Sixteen stood up and stretched, offered Desmond a hand up. "You should probably get going. We've spent too long in here. The Animus'll be sending through an antivirus program and you do not want to be here when it scans this file."

"What about you?" Desmond accepted the hand. Sixteen was almost exactly his same height, and they ended up eye-to-eye.

"Eh, I'll be fine. I've got lots of little hidey-holes scattered around this thing's hard drive. Since I don't have to worry about waking up anymore, it makes it easier. Oh, that reminds me," Sixteen let go of his hand and grabbed his shoulders. "This isn't normal operations, got that?"

"No, we've only spent the last half hour talking about that very thing. So of course I don't got it."

Sixteen shook his head. "I'm dead serious here, Desmond. You're not experiencing things through the memories anymore, you're experiencing them in the memories. As far as your brain's concerned, this shit's happening. Not like usual, when you've got the programming between you and whatever's going on in your ancestor's life. If you get hurt in here now – or I should say when, actually, given our lineage – the effects are gonna show up on your real body out there. Not exactly the same, obviously. But-"

Desmond cut him off, brushed away his hands, "I already know about that."

"Ah. You were getting the ghosts, huh? Guess they were working you pretty hard if it only took you a few months to see them."

"Yeah. I was wondering why they named it the bleeding effect. Seemed kind of sinister. Turns out it was pretty literal."

"Guess I don't have to tell you, you might not wake up in the best shape."

"Whatever. I'll take it over not waking up at all."

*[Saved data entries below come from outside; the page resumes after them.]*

//! Prometheus text exposition of a metric batch
//!
//! Each scrape's batch is registered into a throwaway [`Registry`] so that
//! label sets from the previous scrape (a cron job that has since recovered,
//! a node that left the cluster) never linger. The exporter's own metrics
//! from the default registry are appended to the same response.

use crate::error::Result;
use crate::models::{MetricBatch, MetricSample, MetricValue, TrafficLight};
use prometheus::core::Collector;
use prometheus::proto::MetricFamily;
use prometheus::{Encoder, Gauge, GaugeVec, Opts, Registry, TextEncoder};
use tracing::warn;

/// Content type of the text exposition format
pub const CONTENT_TYPE: &str = "text/plain; version=0.0.4; charset=utf-8";

/// Build a fresh registry holding every sample of `batch`
///
/// A sample that cannot be registered (invalid or duplicate name) is logged
/// and skipped; the rest of the batch is still exported.
pub fn registry_for(batch: &MetricBatch) -> Registry {
    let registry = Registry::new();
    for sample in batch {
        let collector = match build_collector(sample) {
            Ok(collector) => collector,
            Err(e) => {
                warn!(metric = %sample.name, error = %e, "Skipping metric that cannot be built");
                continue;
            }
        };
        if let Err(e) = registry.register(collector) {
            warn!(metric = %sample.name, error = %e, "Skipping metric that cannot be registered");
        }
    }
    registry
}

fn build_collector(sample: &MetricSample) -> Result<Box<dyn Collector>> {
    match &sample.value {
        MetricValue::Numeric(value) => {
            let gauge = Gauge::with_opts(Opts::new(sample.name.as_str(), sample.help.as_str()))?;
            gauge.set(*value);
            Ok(Box::new(gauge))
        }
        MetricValue::Info(labels) => {
            let opts = Opts::new(format!("{}_info", sample.name), sample.help.as_str());
            if labels.is_empty() {
                let gauge = Gauge::with_opts(opts)?;
                gauge.set(1.0);
                return Ok(Box::new(gauge));
            }

            let names: Vec<&str> = labels.keys().map(String::as_str).collect();
            let values: Vec<&str> = labels.values().map(String::as_str).collect();
            let gauge = GaugeVec::new(opts, &names)?;
            gauge.get_metric_with_label_values(&values)?.set(1.0);
            Ok(Box::new(gauge))
        }
        MetricValue::State(current) => {
            let opts = Opts::new(sample.name.as_str(), sample.help.as_str());
            let gauge = GaugeVec::new(opts, &[sample.name.as_str()])?;
            for state in TrafficLight::ALL {
                let value = if state == *current { 1.0 } else { 0.0 };
                gauge
                    .get_metric_with_label_values(&[state.as_str()])?
                    .set(value);
            }
            Ok(Box::new(gauge))
        }
    }
}

/// Metric families of the batch followed by the exporter's own metrics
pub fn gather(batch: &MetricBatch) -> Vec<MetricFamily> {
    let mut families = registry_for(batch).gather();
    families.extend(prometheus::gather());
    families
}

/// Encode the batch and the exporter's own metrics as Prometheus text
pub fn render(batch: &MetricBatch) -> Result<Vec<u8>> {
    let families = gather(batch);
    let mut buffer = Vec::new();
    TextEncoder::new().encode(&families, &mut buffer)?;
    Ok(buffer)
}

His predecessor looked him up and down with a thoughtful expression. "Yeah, I think you'll be able to handle it." The air around them, previously damp with sea mist, took on a strangely dry, metallic smell. Sixteen glanced at the sky. "Okay, we've officially outstayed our welcome. Get going, but don't stay in the memories too long either. Once you get in there you'll be able to access a kind of super-basic user menu, use it to get back out here a couple times every sequence. I'll meet you. Gotta keep moving around to stay ahead of the system. And hey, good luck!" With that, Sixteen's form froze in place. The color faded out of it, then it disappeared, starting in the middle and spreading outwards.

Desmond could see something coming over the horizon. It looked a lot like a giant wave. He definitely didn't want to stick around to find out what would happen when it reached the island. Giving himself no time to change his mind, he ran through the glowing blue gate.